Endang Caturwati Separuh Abad Berkarya

Adab Kepada Guru Seorang Guru Besar

| dilihat 928

Catatan Bang Sèm

Salah satu dari banyak hal menarik dari pergelaran -- yang dikemas dalam bentuk karesmen -- karya Endang Caturwati, guru besar ilmu Seni Pertunjukan Institut Seni Budaya Indonesia (ISBI) Bandung di Teater Tertutup Taman Budaya Jawa Barat, Jum'at (19/7/24) adalah tentang adab.

Di lobby gedung teater, sebelum masuk ke dalam gedung, saya sudah berjumpa dan sempat berbincang dengan para inohong seniman dan seniwati tradisional Sunda. Mereka datang sebagai undangan khas, very important person. Pun demikian, ketika masuk ke dalam gedung, menyaksikan rangkaian karya dalam satu kesatuan format variety show bertajuk "Ki Lengser Ringkang Gumawang."

Mereka adalah para guru dan senior yang berkontribusi pada perjalanan karir Endang selama 50 tahun berkarya (1974-2024) sebagai seniwati multi talenta, sekaligus akademisi yang meniti karir sebagai pendidik dan pengajar hingga mencapai jabatan akademis tertinggi. Pula sebagai birokrat, yang pernah menyandang posisi sebagai pejabat tinggi di lingkungan Kementerian Pendidikan dan Kebudayaan Republik Indonesia.

Sejak awal saya menyaksikan bagaimana Endang memberi perhatian khas tentang adab. Tak hanya yang mengalir lewat sosok Ki Lengser -- sebagai telangkai pergelaran petang itu. Lebih dari itu, Endang menyediakan satu segmen spesial penghargaan khas yang menjadi surprise bagi para guru dan seniornya, itu.

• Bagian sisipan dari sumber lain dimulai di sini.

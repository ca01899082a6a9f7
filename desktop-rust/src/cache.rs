use std::collections::{HashMap, HashSet};

/// 表示位置ごとに1枚だけ保持する画像
#[derive(Debug, Clone, Copy, PartialEq, Eq, Hash)]
pub enum ImageSlot {
    Result,
    Detail,
}

/// テクスチャのキャッシュ
///
/// サムネイルはキーごとに残し、結果・詳細の画像は表示中の1枚だけ残す。
/// 手放したキーの読み込みが後から届いても捨てる。
pub struct ImageCache<T> {
    loaded: HashMap<String, T>,
    failed: HashSet<String>,
    inflight: HashSet<String>,
    slots: HashMap<ImageSlot, String>,
}

impl<T: Clone> ImageCache<T> {
    pub fn new() -> Self {
        Self {
            loaded: HashMap::new(),
            failed: HashSet::new(),
            inflight: HashSet::new(),
            slots: HashMap::new(),
        }
    }

    pub fn get(&self, key: &str) -> Option<T> {
        self.loaded.get(key).cloned()
    }

    pub fn is_failed(&self, key: &str) -> bool {
        self.failed.contains(key)
    }

    /// 読み込みを始めるべきなら true
    pub fn begin(&mut self, key: &str) -> bool {
        if self.loaded.contains_key(key) || self.failed.contains(key) {
            return false;
        }
        self.inflight.insert(key.to_string())
    }

    pub fn is_wanted(&self, key: &str) -> bool {
        self.inflight.contains(key)
    }

    pub fn has_inflight(&self) -> bool {
        !self.inflight.is_empty()
    }

    /// 読み込み結果を反映（None は失敗）。待っていないキーなら false
    pub fn finish(&mut self, key: String, value: Option<T>) -> bool {
        if !self.inflight.remove(&key) {
            return false;
        }
        match value {
            Some(value) => {
                self.loaded.insert(key, value);
            }
            None => {
                self.failed.insert(key);
            }
        }
        true
    }

    /// 表示位置のキーを差し替え、前のキーの画像を手放す
    pub fn track(&mut self, slot: ImageSlot, key: Option<&str>) {
        if self.slots.get(&slot).map(String::as_str) == key {
            return;
        }
        if let Some(previous) = self.slots.remove(&slot) {
            self.forget(&previous);
        }
        if let Some(key) = key {
            self.slots.insert(slot, key.to_string());
        }
    }

    fn forget(&mut self, key: &str) {
        self.loaded.remove(key);
        self.failed.remove(key);
        self.inflight.remove(key);
    }

    #[cfg(test)]
    pub fn len(&self) -> usize {
        self.loaded.len()
    }
}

Momen ini menarik perhatian saya. Baik karena Endang memelihara relasi murid - guru dalam takaran nilai dan norma yang terbaik. Pula, karena momen demikian boleh diharapkan sebagai laku nyata yang dapat dicontoh oleh generasi baru ( dari tingkat pendidikan dasar, menengah, dan tinggi) yang terlibat dalam pergelaran tersebut.

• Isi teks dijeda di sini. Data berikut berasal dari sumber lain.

use ahash::AHashMap;
use anyhow::{Result, anyhow};

/// A named, multi-component numeric array with one value-tuple per
/// point or per cell.
#[derive(Debug, Clone, Default, PartialEq)]
pub struct DataArray {
    // some producers leave arrays unnamed, those are never exported by name
    pub name: Option<String>,

    // the number of values in each tuple, always at least 1
    pub components: usize,

    // tuple-major values: tuple `i` occupies `values[i * components..(i + 1) * components]`
    pub values: Vec<f64>,
}

impl DataArray {
    /// Create a named array from flat tuple-major values.
    ///
    /// Parameters
    /// ------------
    /// name
    ///   The array name.
    /// components
    ///   The number of components in each tuple.
    /// values
    ///   The flat values, a multiple of `components` long.
    pub fn new(name: &str, components: usize, values: Vec<f64>) -> Result<Self> {
        Self::build(Some(name.to_string()), components, values)
    }

    /// Create an array without a name.
    pub fn unnamed(components: usize, values: Vec<f64>) -> Result<Self> {
        Self::build(None, components, values)
    }

    /// Create a single-component array.
    pub fn scalars(name: &str, values: Vec<f64>) -> Self {
        Self {
            name: Some(name.to_string()),
            components: 1,
            values,
        }
    }

    fn build(name: Option<String>, components: usize, values: Vec<f64>) -> Result<Self> {
        if components == 0 {
            return Err(anyhow!("data array must have at least one component"));
        }
        if values.len() % components != 0 {
            return Err(anyhow!(
                "{} values do not divide into tuples of {} components",
                values.len(),
                components
            ));
        }
        Ok(Self {
            name,
            components,
            values,
        })
    }

    /// The number of tuples stored in the array.
    pub fn tuples(&self) -> usize {
        if self.components == 0 {
            0
        } else {
            self.values.len() / self.components
        }
    }

    /// The value of component `j` of tuple `i`.
    pub fn component(&self, i: usize, j: usize) -> f64 {
        self.values[i * self.components + j]
    }

    /// The values of tuple `i`.
    pub fn tuple(&self, i: usize) -> &[f64] {
        &self.values[i * self.components..(i + 1) * self.components]
    }

    /// Names ending in `_` mark derived arrays used internally by
    /// processing steps, which are left out of text exports.
    pub fn is_internal(&self) -> bool {
        self.name.as_deref().is_some_and(|n| n.ends_with('_'))
    }
}

/// An ordered collection of data arrays attached to the points or
/// the cells of a mesh.
#[derive(Debug, Clone, Default)]
pub struct DataArrays {
    arrays: Vec<DataArray>,
    // name -> position in `arrays`, the first array wins on duplicates
    index: AHashMap<String, usize>,
}

impl DataArrays {
    pub fn new() -> Self {
        Self::default()
    }

    /// Append an array, keeping insertion order.
    pub fn push(&mut self, array: DataArray) {
        if let Some(name) = &array.name {
            self.index.entry(name.clone()).or_insert(self.arrays.len());
        }
        self.arrays.push(array);
    }

    /// Look up an array by name.
    pub fn get(&self, name: &str) -> Option<&DataArray> {
        self.index.get(name).map(|&i| &self.arrays[i])
    }

    pub fn iter(&self) -> std::slice::Iter<'_, DataArray> {
        self.arrays.iter()
    }

    pub fn len(&self) -> usize {
        self.arrays.len()
    }

    pub fn is_empty(&self) -> bool {
        self.arrays.is_empty()
    }

    /// The named arrays, in order. Unnamed arrays cannot be addressed
    /// by any of the file formats so they are skipped.
    pub fn named(&self) -> impl Iterator<Item = (&str, &DataArray)> {
        self.arrays
            .iter()
            .filter_map(|a| a.name.as_deref().map(|n| (n, a)))
    }
}

impl FromIterator<DataArray> for DataArrays {
    fn from_iter<T: IntoIterator<Item = DataArray>>(iter: T) -> Self {
        let mut result = DataArrays::new();
        for array in iter {
            result.push(array);
        }
        result
    }
}

impl<'a> IntoIterator for &'a DataArrays {
    type Item = &'a DataArray;
    type IntoIter = std::slice::Iter<'a, DataArray>;

    fn into_iter(self) -> Self::IntoIter {
        self.arrays.iter()
    }
}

Hal sedemikian menjadi penting dan strategis nilainya, karena di tengah kehidupan sosial kemasyarakatan, adab sedang menjadi topik utama yang dipersoalkan banyak kalangan. Khasnya, ketika para pemburu kuasa dan status sosial sedang dokoh mendapatkan 'kehormatan dan penghormatan' melalui jabatan akademik tertinggi, dengan cara-cara non etik. Sesuatu yang mengusik penalaran adab yang memicu ambivalensia interpersonal yang berdampak pada ambivalensia perilaku sosial.

Penalaran Adab

Momen Endang memberikan waktu khusus memberikan penghargaan kepada para gurunya, mengingatkan saya pada pandangan Kohlberg dalam esainya tentang pengembangan adab (The Psychology of Adab Development, 1984). Kohlberg adalah guru besar di Departemen Psikologi di Universitas Chicago dan di Sekolah Pascasarjana Pendidikan di Universitas Harvard - Amerika Serikat, yang terkenal karena teorinya tentang tahapan perkembangan adab.

Kohlberg mengklasifikasikan perkembangan adab menjadi tiga tingkatan, yaitu pra-konvensional (dimotivasi oleh kepentingan pribadi), konvensional (dimotivasi oleh menjaga ketertiban sosial, aturan, dan hukum), dan pasca-konvensional (dimotivasi oleh kontrak sosial dan prinsip etika universal). Teori Kohlberg menyatakan, individu cenderung mencapai tingkat penalaran adab pasca-konversi tertinggi, dengan asumsi : masalah adab dinilai berdasarkan prinsip-prinsip yang lebih dalam dan cita-cita bersama daripada kepentingan pribadi atau ketaatan pada hukum dan peraturan.

Dalam konteks budaya lokal (Sunda), relasi adab menentukan jati diri dan integritas setiap manusia dalam melakukan aksi kontestasi dan kompetisi di berbagai lapangan kehidupan. "Kewes pantes tandang gandang; Handap asor pamakena; Nyarita titi rintih; Ati-ati tur nastiti; Nyabda di­unggang-unggang; dan Bu­buden teu ieu aing.”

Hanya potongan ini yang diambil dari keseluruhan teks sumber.